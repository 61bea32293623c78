//! Reminder service: timer and alarm semantics on top of the job runtime.
//!
//! Timers are one-shot (`"timer:<name>"`, fire once after a delay);
//! alarms recur daily at a fixed local clock time (`"alarm:<name>"`).
//! Creating a job under an existing name cancels the prior one first.

use std::sync::Arc;

use chrono::NaiveTime;
use chrono::Utc;
use tracing::{info, warn};

use crate::comm::{self, Outbound};
use crate::error::ChimeError;
use crate::scheduler::store::{JobKind, JobRecord, JobStore, Trigger};
use crate::scheduler::JobRuntime;

/// Outcome of a create operation. The derived job name doubles as the
/// cancel affordance.
#[derive(Debug, Clone)]
pub struct Confirmation {
    /// Derived unique name (`"timer:tea"`), the key for `cancel`.
    pub job_name: String,
    /// A previous job with the same name was cancelled first.
    pub replaced: bool,
    /// The store write failed; the job lives only in memory and will not
    /// survive a restart.
    pub degraded: bool,
}

pub struct ReminderService {
    runtime: Arc<JobRuntime>,
    store: Arc<JobStore>,
}

impl ReminderService {
    pub fn new(runtime: Arc<JobRuntime>, store: Arc<JobStore>) -> Arc<Self> {
        Arc::new(Self { runtime, store })
    }

    /// Create a one-shot timer due `minutes` from now.
    ///
    /// Rejects non-positive durations before touching the store.
    pub async fn create_timer(
        &self,
        chat_id: i64,
        minutes: f64,
        name: &str,
        description: &str,
    ) -> Result<Confirmation, ChimeError> {
        if !minutes.is_finite() || minutes <= 0.0 {
            return Err(ChimeError::Validation(
                "minutes must be a positive number".to_string(),
            ));
        }
        if name.is_empty() {
            return Err(ChimeError::Validation(
                "the timer needs a name".to_string(),
            ));
        }

        let fire_at = Utc::now() + chrono::Duration::milliseconds((minutes * 60_000.0) as i64);
        let record = JobRecord {
            name: format!("timer:{name}"),
            kind: JobKind::Timer,
            trigger: Trigger::At(fire_at),
            chat_id,
            display_name: name.to_string(),
            description: description.to_string(),
            minutes: Some(minutes),
            silent: false,
        };
        self.install(record).await
    }

    /// Create a daily alarm at `time` (4-digit 24-hour clock, fixed
    /// timezone). Recurs until cancelled.
    pub async fn create_alarm(
        &self,
        chat_id: i64,
        time: &str,
        name: &str,
        description: &str,
        silent: bool,
    ) -> Result<Confirmation, ChimeError> {
        let time_of_day = parse_alarm_time(time)?;
        if name.is_empty() {
            return Err(ChimeError::Validation(
                "the alarm needs a name".to_string(),
            ));
        }

        let record = JobRecord {
            name: format!("alarm:{name}"),
            kind: JobKind::Alarm,
            trigger: Trigger::Daily(time_of_day),
            chat_id,
            display_name: name.to_string(),
            description: description.to_string(),
            minutes: None,
            silent,
        };
        self.install(record).await
    }

    /// Persist and schedule `record`, cancelling any job with the same
    /// name first.
    async fn install(&self, record: JobRecord) -> Result<Confirmation, ChimeError> {
        let job_name = record.name.clone();
        let replaced = self.runtime.cancel(&job_name).await;

        // A store write failure degrades to in-memory scheduling for this
        // job: the user-visible action still succeeds, with a warning.
        let degraded = match self.store.persist(&record) {
            Ok(()) => false,
            Err(e) => {
                warn!(job = %job_name, error = %e, "store write failed, scheduling in memory only");
                true
            }
        };

        self.runtime
            .schedule(record)
            .await
            .map_err(|e| ChimeError::Transient(format!("scheduling failed: {e}")))?;

        info!(job = %job_name, replaced, degraded, "reminder scheduled");
        Ok(Confirmation {
            job_name,
            replaced,
            degraded,
        })
    }

    /// Remove every job exactly matching `name`. Returns whether any were
    /// removed; no side effect when not found.
    pub async fn cancel(&self, name: &str) -> bool {
        self.runtime.cancel(name).await
    }

    /// Read-only snapshot of the active jobs.
    pub fn list(&self) -> Result<Vec<JobRecord>, ChimeError> {
        self.store
            .load_all()
            .map_err(|e| ChimeError::Persistence(e.to_string()))
    }
}

/// Parse a 4-digit 24-hour clock value ("0930", "09:30", "2345").
pub fn parse_alarm_time(input: &str) -> Result<NaiveTime, ChimeError> {
    let invalid = || {
        ChimeError::Validation(
            "time must be a 4-digit 24-hour value, for example 0300 or 2345".to_string(),
        )
    };

    let digits: String = input.chars().filter(|c| *c != ':').collect();
    if digits.len() != 4 || !digits.chars().all(|c| c.is_ascii_digit()) {
        return Err(invalid());
    }
    let hour: u32 = digits[..2].parse().map_err(|_| invalid())?;
    let minute: u32 = digits[2..].parse().map_err(|_| invalid())?;
    NaiveTime::from_hms_opt(hour, minute, 0).ok_or_else(invalid)
}

/// Build the model-directed instruction for a fired job. The engine's
/// normal loop produces the user-facing notification from it.
pub fn fire_event_text(record: &JobRecord) -> String {
    let mut text = match record.kind {
        JobKind::Timer => format!(
            "A timer named {} for {} minutes is over, respond by informing the user of this fact without referencing this message.",
            record.display_name,
            format_minutes(record.minutes.unwrap_or(0.0)),
        ),
        JobKind::Alarm => {
            let when = match &record.trigger {
                Trigger::Daily(t) => t.format("%H:%M").to_string(),
                Trigger::At(_) => "now".to_string(),
            };
            format!(
                "An alarm named {} for today at {} is going off, respond by informing the user of this fact without referencing this message.",
                record.display_name, when,
            )
        }
    };

    if !record.description.is_empty() {
        text.push_str(&format!(
            "\nThe user wrote the following DESCRIPTION:\n{}",
            record.description
        ));
        text.push_str(
            "\nIf the user requested external information or actions in the DESCRIPTION, use function calling to do so.",
        );
    }
    text
}

/// Push the platform confirmation for a successful create: replacement
/// notice, degraded-durability warning, and the cancel affordance.
pub async fn announce_confirmation(chat_id: i64, kind: JobKind, confirmation: &Confirmation) {
    let label = match kind {
        JobKind::Timer => "timer",
        JobKind::Alarm => "alarm",
    };
    if confirmation.replaced {
        comm::deliver_text(
            chat_id,
            &format!("Cleared previous {label} with the same name."),
        )
        .await;
    }
    if confirmation.degraded {
        comm::deliver_text(
            chat_id,
            &format!("Warning: could not save the {label} to disk; it will not survive a restart."),
        )
        .await;
    }
    let capitalized = match kind {
        JobKind::Timer => "Timer",
        JobKind::Alarm => "Alarm",
    };
    comm::deliver(
        chat_id,
        Outbound::TextWithCancel {
            text: format!(
                "{capitalized} successfully set! To cancel the {label} use the following command:"
            ),
            job_name: confirmation.job_name.clone(),
        },
    )
    .await;
}

/// Render fractional minutes without a trailing ".0" for whole values.
fn format_minutes(minutes: f64) -> String {
    if minutes.fract() == 0.0 {
        format!("{}", minutes as i64)
    } else {
        format!("{minutes}")
    }
}

// ── Tests ────────────────────────────────────────────────────

#[cfg(test)]
mod tests {
    use super::*;

    #[test]
    fn parse_valid_times() {
        assert_eq!(
            parse_alarm_time("0930").unwrap(),
            NaiveTime::from_hms_opt(9, 30, 0).unwrap()
        );
        assert_eq!(
            parse_alarm_time("09:30").unwrap(),
            NaiveTime::from_hms_opt(9, 30, 0).unwrap()
        );
        assert_eq!(
            parse_alarm_time("2345").unwrap(),
            NaiveTime::from_hms_opt(23, 45, 0).unwrap()
        );
        assert_eq!(
            parse_alarm_time("0000").unwrap(),
            NaiveTime::from_hms_opt(0, 0, 0).unwrap()
        );
    }

    #[test]
    fn parse_rejects_malformed_times() {
        for bad in ["930", "24:00", "2460", "ab:cd", "", "12345", "7:30"] {
            assert!(
                matches!(parse_alarm_time(bad), Err(ChimeError::Validation(_))),
                "expected validation error for {bad:?}"
            );
        }
    }

    #[test]
    fn timer_fire_text_mentions_name_and_minutes() {
        let record = JobRecord {
            name: "timer:tea".into(),
            kind: JobKind::Timer,
            trigger: Trigger::At(Utc::now()),
            chat_id: 1,
            display_name: "tea".into(),
            description: String::new(),
            minutes: Some(5.0),
            silent: false,
        };
        let text = fire_event_text(&record);
        assert!(text.contains("A timer named tea for 5 minutes is over"));
        assert!(!text.contains("DESCRIPTION"));
    }

    #[test]
    fn fire_text_includes_description_block() {
        let record = JobRecord {
            name: "alarm:wake".into(),
            kind: JobKind::Alarm,
            trigger: Trigger::Daily(NaiveTime::from_hms_opt(7, 30, 0).unwrap()),
            chat_id: 1,
            display_name: "wake".into(),
            description: "check the calendar".into(),
            minutes: None,
            silent: false,
        };
        let text = fire_event_text(&record);
        assert!(text.contains("An alarm named wake for today at 07:30 is going off"));
        assert!(text.contains("DESCRIPTION"));
        assert!(text.contains("check the calendar"));
        assert!(text.contains("use function calling"));
    }

    #[test]
    fn fractional_minutes_render_without_padding() {
        assert_eq!(format_minutes(5.0), "5");
        assert_eq!(format_minutes(2.5), "2.5");
    }
}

● **TASK PROMPT**
Could you set down, word for word, only the lines above from the line with "any job with the same" to the line with "with a warning.", including both?

● **SOLUTION FOR THIS PROBLEM**
    /// Persist and schedule `record`, cancelling any job with the same
    /// name first.
    async fn install(&self, record: JobRecord) -> Result<Confirmation, ChimeError> {
        let job_name = record.name.clone();
        let replaced = self.runtime.cancel(&job_name).await;

        // A store write failure degrades to in-memory scheduling for this
        // job: the user-visible action still succeeds, with a warning.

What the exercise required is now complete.